81.羅家と新年

「新春快楽!」
翌日、居間で全員が顔を合わせて、改めて春節の挨拶をした。朝ご飯を食べて、小黒たちは落ち着かない様子だ。
「早く花火やろ! 花火!」
こちらでは、春節に爆竹を鳴らしたり、花火をしたりする習慣がある。都会ではなかなか花火ができる場所がないけれど、おじいさんのうちの庭は広いから気兼ねなくできる。
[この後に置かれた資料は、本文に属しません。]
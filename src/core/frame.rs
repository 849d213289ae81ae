//! Long-format panel table: one row per observation, optional series id,
//! timestamp, target and `f64` covariate columns.
//!
//! Missing values are stored as `NaN`. Rows are kept in the order they were
//! given; components that need per-series time order compute a permutation
//! with [`Frame::sort_order`] instead of reordering the table.

use crate::core::TimeSeries;
use crate::error::{ForecastError, Result};
use chrono::{DateTime, SecondsFormat, Utc};
use std::cmp::Ordering;
use std::io::Write;
use std::ops::Range;
use std::path::Path;

/// Named covariate column.
#[derive(Debug, Clone, PartialEq)]
struct Column {
    name: String,
    values: Vec<f64>,
}

/// Contiguous rows of one series inside a sorted frame.
#[derive(Debug, Clone, PartialEq, Eq)]
pub struct SeriesRange {
    /// Series identifier, `None` for a single-series frame.
    pub id: Option<String>,
    pub rows: Range<usize>,
}

impl SeriesRange {
    pub fn len(&self) -> usize {
        self.rows.len()
    }

    pub fn is_empty(&self) -> bool {
        self.rows.is_empty()
    }
}

/// In-memory long-format table.
#[derive(Debug, Clone, PartialEq)]
pub struct Frame {
    series_ids: Option<Vec<String>>,
    timestamps: Vec<DateTime<Utc>>,
    target_name: String,
    target: Vec<f64>,
    columns: Vec<Column>,
}

impl Frame {
    /// Create a frame. Without `series_ids` the whole table is one series.
    pub fn new(
        series_ids: Option<Vec<String>>,
        timestamps: Vec<DateTime<Utc>>,
        target_name: impl Into<String>,
        target: Vec<f64>,
    ) -> Result<Self> {
        if target.len() != timestamps.len() {
            return Err(ForecastError::DimensionMismatch {
                expected: timestamps.len(),
                got: target.len(),
            });
        }
        if let Some(ids) = &series_ids {
            if ids.len() != timestamps.len() {
                return Err(ForecastError::DimensionMismatch {
                    expected: timestamps.len(),
                    got: ids.len(),
                });
            }
        }
        Ok(Self {
            series_ids,
            timestamps,
            target_name: target_name.into(),
            target,
            columns: Vec::new(),
        })
    }

    /// Builder-style [`Frame::add_column`].
    pub fn with_column(mut self, name: impl Into<String>, values: Vec<f64>) -> Result<Self> {
        self.add_column(name, values)?;
        Ok(self)
    }

    /// Add a covariate column, replacing any column (or the target) with the
    /// same name.
    pub fn add_column(&mut self, name: impl Into<String>, values: Vec<f64>) -> Result<()> {
        if values.len() != self.len() {
            return Err(ForecastError::DimensionMismatch {
                expected: self.len(),
                got: values.len(),
            });
        }
        let name = name.into();
        if name == self.target_name {
            self.target = values;
        } else if let Some(col) = self.columns.iter_mut().find(|c| c.name == name) {
            col.values = values;
        } else {
            self.columns.push(Column { name, values });
        }
        Ok(())
    }

    /// Values of the target or a covariate by name.
    pub fn column(&self, name: &str) -> Option<&[f64]> {
        if name == self.target_name {
            return Some(&self.target);
        }
        self.columns
            .iter()
            .find(|c| c.name == name)
            .map(|c| c.values.as_slice())
    }

    /// Like [`Frame::column`], failing with a configuration error.
    pub fn require_column(&self, name: &str) -> Result<&[f64]> {
        self.column(name)
            .ok_or_else(|| ForecastError::missing_column(name))
    }

    pub fn has_column(&self, name: &str) -> bool {
        self.column(name).is_some()
    }

    /// Target name followed by covariate names.
    pub fn column_names(&self) -> Vec<&str> {
        std::iter::once(self.target_name.as_str())
            .chain(self.columns.iter().map(|c| c.name.as_str()))
            .collect()
    }

    /// Covariate names in insertion order.
    pub fn feature_names(&self) -> Vec<&str> {
        self.columns.iter().map(|c| c.name.as_str()).collect()
    }

    pub fn target_name(&self) -> &str {
        &self.target_name
    }

    pub fn target(&self) -> &[f64] {
        &self.target
    }

    pub fn timestamps(&self) -> &[DateTime<Utc>] {
        &self.timestamps
    }

    pub fn series_ids(&self) -> Option<&[String]> {
        self.series_ids.as_deref()
    }

    pub fn series_id(&self, row: usize) -> Option<&str> {
        self.series_ids
            .as_ref()
            .and_then(|ids| ids.get(row))
            .map(|s| s.as_str())
    }

    pub fn is_panel(&self) -> bool {
        self.series_ids.is_some()
    }

    pub fn len(&self) -> usize {
        self.timestamps.len()
    }

    pub fn is_empty(&self) -> bool {
        self.timestamps.is_empty()
    }

    fn key_cmp(&self, a: usize, b: usize) -> Ordering {
        let by_id = match &self.series_ids {
            Some(ids) => ids[a].cmp(&ids[b]),
            None => Ordering::Equal,
        };
        by_id.then(self.timestamps[a].cmp(&self.timestamps[b]))
    }

    fn describe_row(&self, row: usize) -> String {
        match self.series_id(row) {
            Some(id) => format!("series '{}' at {}", id, self.timestamps[row]),
            None => format!("{}", self.timestamps[row]),
        }
    }

    /// Stable permutation ordering rows by `(series_id, timestamp)`.
    ///
    /// Fails with a data error when two rows share the same key.
    pub fn sort_order(&self) -> Result<Vec<usize>> {
        let mut order: Vec<usize> = (0..self.len()).collect();
        order.sort_by(|&a, &b| self.key_cmp(a, b));
        if let Some(w) = order
            .windows(2)
            .find(|w| self.key_cmp(w[0], w[1]) == Ordering::Equal)
        {
            return Err(ForecastError::Data(format!(
                "duplicate timestamp for {}",
                self.describe_row(w[1])
            )));
        }
        Ok(order)
    }

    /// Whether rows are strictly ordered by `(series_id, timestamp)`.
    pub fn is_sorted(&self) -> bool {
        (1..self.len()).all(|i| self.key_cmp(i - 1, i) == Ordering::Less)
    }

    /// Copy ordered by `(series_id, timestamp)`.
    pub fn sorted(&self) -> Result<Frame> {
        if self.is_sorted() {
            return Ok(self.clone());
        }
        let order = self.sort_order()?;
        Ok(self.take(&order))
    }

    /// Row indices of every series in time order, series in id order.
    /// The frame itself is not reordered.
    pub fn series_row_groups(&self) -> Result<Vec<Vec<usize>>> {
        let order = self.sort_order()?;
        let mut groups: Vec<Vec<usize>> = Vec::new();
        for idx in order {
            match groups.last_mut() {
                Some(group) if self.series_id(group[0]) == self.series_id(idx) => group.push(idx),
                _ => groups.push(vec![idx]),
            }
        }
        Ok(groups)
    }

    /// Runs of equal series id, in row order. For a sorted frame these are
    /// the series in id order.
    pub fn series_ranges(&self) -> Vec<SeriesRange> {
        let Some(ids) = &self.series_ids else {
            if self.is_empty() {
                return Vec::new();
            }
            return vec![SeriesRange {
                id: None,
                rows: 0..self.len(),
            }];
        };
        let mut ranges = Vec::new();
        let mut start = 0;
        for i in 1..=ids.len() {
            if i == ids.len() || ids[i] != ids[start] {
                ranges.push(SeriesRange {
                    id: Some(ids[start].clone()),
                    rows: start..i,
                });
                start = i;
            }
        }
        ranges
    }

    /// New frame with the given rows, in the given order.
    ///
    /// # Panics
    /// Panics if an index is out of bounds.
    pub fn take(&self, rows: &[usize]) -> Frame {
        let pick = |v: &[f64]| rows.iter().map(|&i| v[i]).collect::<Vec<f64>>();
        Frame {
            series_ids: self
                .series_ids
                .as_ref()
                .map(|ids| rows.iter().map(|&i| ids[i].clone()).collect()),
            timestamps: rows.iter().map(|&i| self.timestamps[i]).collect(),
            target_name: self.target_name.clone(),
            target: pick(&self.target),
            columns: self
                .columns
                .iter()
                .map(|c| Column {
                    name: c.name.clone(),
                    values: pick(&c.values),
                })
                .collect(),
        }
    }

    /// Rows of `range` as a new frame.
    pub fn slice(&self, range: Range<usize>) -> Frame {
        let rows: Vec<usize> = range.collect();
        self.take(&rows)
    }

    /// Stack frames with the same schema.
    pub fn concat(frames: &[Frame]) -> Result<Frame> {
        let (first, rest) = frames.split_first().ok_or(ForecastError::EmptyData)?;
        let mut out = first.clone();
        for frame in rest {
            if frame.target_name != out.target_name
                || frame.feature_names() != out.feature_names()
                || frame.is_panel() != out.is_panel()
            {
                return Err(ForecastError::Configuration(
                    "cannot concatenate frames with different columns".to_string(),
                ));
            }
            if let (Some(dst), Some(src)) = (&mut out.series_ids, &frame.series_ids) {
                dst.extend(src.iter().cloned());
            }
            out.timestamps.extend_from_slice(&frame.timestamps);
            out.target.extend_from_slice(&frame.target);
            for (dst, src) in out.columns.iter_mut().zip(&frame.columns) {
                dst.values.extend_from_slice(&src.values);
            }
        }
        Ok(out)
    }

    /// Drop rows holding `NaN` in any of `columns`, or in any column at all
    /// when `columns` is `None`.
    pub fn drop_incomplete(&self, columns: Option<&[&str]>) -> Result<Frame> {
        let checked: Vec<&[f64]> = match columns {
            Some(names) => names
                .iter()
                .map(|n| self.require_column(n))
                .collect::<Result<_>>()?,
            None => std::iter::once(self.target.as_slice())
                .chain(self.columns.iter().map(|c| c.values.as_slice()))
                .collect(),
        };
        let keep: Vec<usize> = (0..self.len())
            .filter(|&i| checked.iter().all(|col| !col[i].is_nan()))
            .collect();
        Ok(self.take(&keep))
    }

    /// Keep the last row for each `(series_id, timestamp)` key; the result is
    /// sorted.
    pub fn dedup_last(&self) -> Frame {
        let mut order: Vec<usize> = (0..self.len()).collect();
        order.sort_by(|&a, &b| self.key_cmp(a, b));
        let mut keep: Vec<usize> = Vec::with_capacity(order.len());
        for idx in order {
            match keep.last_mut() {
                // stable sort keeps input order among equal keys
                Some(last) if self.key_cmp(*last, idx) == Ordering::Equal => *last = idx,
                _ => keep.push(idx),
            }
        }
        self.take(&keep)
    }

    /// Build a [`TimeSeries`] from one series' rows, carrying the named
    /// columns as regressors. Rows must be time-ordered.
    pub fn to_time_series(&self, rows: Range<usize>, regressors: &[&str]) -> Result<TimeSeries> {
        if rows.end > self.len() || rows.start > rows.end {
            return Err(ForecastError::InsufficientData {
                needed: rows.end,
                got: self.len(),
            });
        }
        let mut series = TimeSeries::new(
            self.timestamps[rows.clone()].to_vec(),
            self.target[rows.clone()].to_vec(),
        )?;
        if let Some(id) = self.series_id(rows.start) {
            series = series.with_id(id);
        }
        for name in regressors {
            let values = self.require_column(name)?[rows.clone()].to_vec();
            series = series.with_regressor(*name, values)?;
        }
        Ok(series)
    }

    /// Write as CSV: `series_id` (panel only), `ds`, target, covariates.
    /// Missing values are written as empty fields.
    pub fn write_csv<W: Write>(&self, writer: W) -> Result<()> {
        let mut out = csv::Writer::from_writer(writer);
        let mut header: Vec<&str> = Vec::new();
        if self.is_panel() {
            header.push("series_id");
        }
        header.push("ds");
        header.extend(self.column_names());
        out.write_record(&header)?;

        let fmt = |v: f64| if v.is_nan() { String::new() } else { v.to_string() };
        for i in 0..self.len() {
            let mut record: Vec<String> = Vec::with_capacity(header.len());
            if let Some(id) = self.series_id(i) {
                record.push(id.to_string());
            }
            record.push(self.timestamps[i].to_rfc3339_opts(SecondsFormat::Secs, true));
            record.push(fmt(self.target[i]));
            record.extend(self.columns.iter().map(|c| fmt(c.values[i])));
            out.write_record(&record)?;
        }
        out.flush()?;
        Ok(())
    }

    /// [`Frame::write_csv`] into a file.
    pub fn write_csv_file(&self, path: impl AsRef<Path>) -> Result<()> {
        let file = std::fs::File::create(path)?;
        self.write_csv(std::io::BufWriter::new(file))
    }

    /// [`Frame::write_csv`] into a string.
    pub fn to_csv_string(&self) -> Result<String> {
        let mut buf = Vec::new();
        self.write_csv(&mut buf)?;
        String::from_utf8(buf).map_err(|e| ForecastError::Data(e.to_string()))
    }
}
小黒たちは箱に入った花火を開けて、どれを使おうかわくわくしながら選んでいる。おじいさんにバケツの場所を聞いて、水を入れて持ってきた。使用後の花火を消化する用だ。火はライターでつける。
「ゲームの中だったら自分でつけられるのにな」
小白ちゃんは指を鳴らそうとするけれど、うまく鳴らなかった。ゲームというのは衆生の門のことだろう。
「小白ちゃんは火属性なんだ?」
「うん! 小香さんは?」
「私は水だよ。まだぜんぜんだけど」
最近はあまりログインできていないので、修行は止まったままだ。
「阿根くんは、氷なのよね?」
「はい。水も操れますよ」
阿根くんが指を立ててみせると、バケツの中の水が揺らめいて、水滴が飛び上がり、阿根くんの指の回りをくるくると回った。
「すごい! 私もできるようになりたいなぁ」
関心していると、待ちきれない小黒が花火に火を点け始めた。
「いくよー!」
めらめらとライターの火が花火の先端をなめていたかと思うと、ぼっと火花が飛び出した。
「わ! 綺麗!」
小白ちゃんは喜んで、自分の花火を近づけて火を分けてもらう。朝の日の中でも、花火の光は明るく見えた。
「はい、小香さんも」
「ありがとう」
阿根くんに花火を分けてもらって、小白ちゃんの火をもらい、花火を点ける。
「おぉ、綺麗じゃのぅ」
後からおじいさんと无限大人が庭に出てきた。おじいさんは手に清酒瓶を持っている。朝から呑むつもりのようだ。
「ほれ无限大人も、一杯」
无限大人はおじいさんからお酒を受け取って、くいと煽った。昨日も散々呑んでいたのに、全然酔ってないみたい。
「小香も、ほれ」
「あ、おじいちゃん、それは駄目だよ」
一杯だけなら、と思って受け取ろうとすると、阿根くんに止められた。
「それ強いやつでしょ」
「无限大人は平気で呑んどるぞ」
「そりゃ无限大人は強いだろうから」
とにかく駄目だよ、と繰り返す阿根くんに構わず、ほろ酔いのおじいさんは私にしきりにお酒をすすめてくる。阿根くんが止めるほど強いなら、呑まない方がいいだろう。
「小香、これが一番美味しいんじゃよ」
「でも、阿根くんが駄目って言うので……」
「ちょっとだけ、なめるだけ」
少しでも呑めば納得してくれるかな、と思った矢先、无限大人が手を伸ばしてきて、おじいさんから杯を取ると飲み干してしまった。
「おおー、いい呑みっぷりじゃのう!」
それにおじいさんは気を良くして、无限大人にどんどん呑ませた。大丈夫かな、と心配して見ていると、无限大人は少しも頬を赤くしたりせず、素面のような顔で笑ってみせた。
代わりに私の頬が赤くなってしまった。かっこいい。
「阿根! 小香も花火やろ! なくなっちゃうよ!」
小黒に呼ばれて、花火に戻った。花火を楽しんだり、楽しんでいる皆を撮ったり。そのうちに羅さんたちも来た。とても賑やかな春節だった。